Envisaging the potential industrialization in the country, Zanine and Sebastião Pontes founded the company ‘Z Artistic Furniture’ at the end of the 1940’s. The intention of this venture was to use plywood to produce modernist style furniture at affordable prices for the middle classes.
In 1964, persecuted by the military regime, Zanine travels to other parts of South America and Africa. This experience shaped his future works as he started to recognize the value of local craftsmanship. He returned to Rio de Janeiro at the end of the 1960’s where he developed several architectural projects using wood structures and applying a modernist style yet maintaining colonial trends.
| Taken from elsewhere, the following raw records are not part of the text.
//! Pure diff detection between a freshly parsed lobby snapshot and the
//! session's change-detection scalars. No locks, no I/O — `lifecycle`
//! captures the `ObservedFields` values under lock, calls this, and only
//! then decides what to do with the verdict.

use gargamel_gc::LobbySnapshot;
use gargamel_shared::ServerRegion;

pub struct SnapshotDiff {
    pub first_observed: bool,
    pub region_changed: bool,
    pub cheats_changed: bool,
}

pub fn diff(
    snapshot: &LobbySnapshot,
    prev_lobby_id: u64,
    last_known_region: Option<ServerRegion>,
    last_known_allow_cheats: Option<bool>,
) -> SnapshotDiff {
    let observed_region = ServerRegion::try_from(snapshot.server_region).ok();
    SnapshotDiff {
        first_observed: prev_lobby_id == 0 && snapshot.lobby_id != 0,
        // `None` means never observed: the first observation is always a
        // no-op diff, not a change. Compares against the GC's own
        // previously observed region, not the configured one — an
        // operator-initiated config change is applied directly by the
        // control handler, not detected here.
        region_changed: match (last_known_region, observed_region) {
            (Some(prev), Some(cur)) => prev != cur,
            _ => false,
        },
        cheats_changed: match last_known_allow_cheats {
            None => false,
            Some(prev) => prev != snapshot.allow_cheats,
        },
    }
}

#[cfg(test)]
mod tests {
    use super::*;
    use gargamel_gc::LobbyModel;

    fn snapshot(lobby_id: u64, allow_cheats: bool) -> LobbySnapshot {
        LobbyModel::parse(&gargamel_gc::RawLobbyObject {
            lobby_id,
            allow_cheats,
            server_region: ServerRegion::UsEast.as_i32(),
            ..Default::default()
        })
    }

    fn snapshot_with_region(lobby_id: u64, region: ServerRegion) -> LobbySnapshot {
        LobbyModel::parse(&gargamel_gc::RawLobbyObject {
            lobby_id,
            server_region: region.as_i32(),
            ..Default::default()
        })
    }

    #[test]
    fn first_observed_only_on_zero_to_nonzero_transition() {
        let d = diff(&snapshot(42, false), 0, None, None);
        assert!(d.first_observed);

        let d = diff(&snapshot(42, false), 42, Some(ServerRegion::UsEast), None);
        assert!(!d.first_observed);
    }

    #[test]
    fn allow_cheats_first_observation_is_never_a_change() {
        let d = diff(&snapshot(1, true), 1, Some(ServerRegion::UsEast), None);
        assert!(!d.cheats_changed);

        let d = diff(&snapshot(1, true), 1, Some(ServerRegion::UsEast), Some(false));
        assert!(d.cheats_changed);
    }

    #[test]
    fn region_changed_compares_against_last_observed_gc_region_not_config() {
        // Never observed before: no-op diff, same as allow-cheats.
        let d = diff(&snapshot_with_region(1, ServerRegion::EuWest), 1, None, None);
        assert!(!d.region_changed);

        // GC now reports a different region than it last reported.
        let d = diff(
            &snapshot_with_region(1, ServerRegion::EuWest),
            1,
            Some(ServerRegion::UsEast),
            None,
        );
        assert!(d.region_changed);

        // Unchanged from last observed GC region.
        let d = diff(
            &snapshot_with_region(1, ServerRegion::UsEast),
            1,
            Some(ServerRegion::UsEast),
            None,
        );
        assert!(!d.region_changed);
    }
}
//! The Game Coordinator capability trait: everything a protocol driver needs
//! from the underlying Steam-client and Dota-protocol libraries, fronted as
//! one async trait so the backend can be swapped.

use async_trait::async_trait;
use gargamel_shared::SteamId;

use crate::details::LobbyDetails;

/// Everything the protocol driver needs from the underlying Steam-client and
/// Dota-protocol libraries. A production build backs this with those
/// libraries; tests back it with [`crate::FakeGcClient`].
#[async_trait]
pub trait GcClient: Send + Sync {
    async fn connect(&self) -> anyhow::Result<()>;
    async fn log_on(&self, username: &str, password: &str) -> anyhow::Result<()>;
    async fn set_persona_state_online(&self) -> anyhow::Result<()>;
    /// `SetGamesPlayed`; Dota 2's Steam app id is 570.
    async fn set_games_played(&self, app_id: u32) -> anyhow::Result<()>;
    async fn set_playing(&self, playing: bool) -> anyhow::Result<()>;
    async fn say_hello(&self) -> anyhow::Result<()>;
    async fn create_lobby(&self, details: &LobbyDetails) -> anyhow::Result<()>;
    async fn set_lobby_details(&self, details: &LobbyDetails) -> anyhow::Result<()>;
    async fn launch_lobby(&self) -> anyhow::Result<()>;
    async fn invite_lobby_member(&self, steam_id: SteamId) -> anyhow::Result<()>;
    /// `account_id32`: the low 32 bits of a 64-bit Steam id.
    async fn kick_lobby_member_from_team(&self, account_id32: u32) -> anyhow::Result<()>;
    async fn send_channel_message(&self, lobby_id: u64, text: &str) -> anyhow::Result<()>;
    async fn disconnect(&self) -> anyhow::Result<()>;
    /// The bot's own Steam id.
    fn steam_id(&self) -> SteamId;
}

/// Low 32 bits of a 64-bit Steam id, as `KickLobbyMemberFromTeam` expects.
pub fn account_id32(steam_id: SteamId) -> u32 {
    steam_id as u32
}

/// Builds a fresh [`GcClient`] plus its paired event stream for one game.
/// The real Steam-client/Dota-protocol libraries this trait fronts are an
/// external collaborator outside this workspace; a production deployment
/// supplies its own factory backed by that library. This workspace's binary
/// wires up [`crate::fake::FakeGcClientFactory`] so the full control surface
/// is exercisable end to end without it.
#[async_trait]
pub trait GcClientFactory: Send + Sync {
    async fn create(
        &self,
        game_id: &str,
    ) -> anyhow::Result<(
        std::sync::Arc<dyn GcClient>,
        tokio::sync::mpsc::UnboundedReceiver<crate::events::GcEvent>,
    )>;
}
In 1968 Zanine moved to Nova Viçosa in Bahia where he got involved with environmental protection projects. He perceived the local atmosphere with a complete new perspective. The endangered scrublands of the agreste and the skills of local craftsmen, like canoe makers, which inspired Zanine’s new phase. He decided to start a handcrafted production of furniture using felled trees, tree scraps and tree roots. The deforestation process created by the pulp industry abandoned this ‘prime’ raw material. According to Zanine, it was a form of protest against the aggressive destruction of the environment.
In 1977 his works were displayed in several locations in Brazil including the Modern Art Museum in Rio de Janeiro [MAM/RJ] and the Art Museum of São Paulo [MASP].
In 1989 he was awarded with the Silver Medal from the French Academy of Architecture and a major exhibition of his work was displayed at the Louvre Decorative Arts Museum in Paris.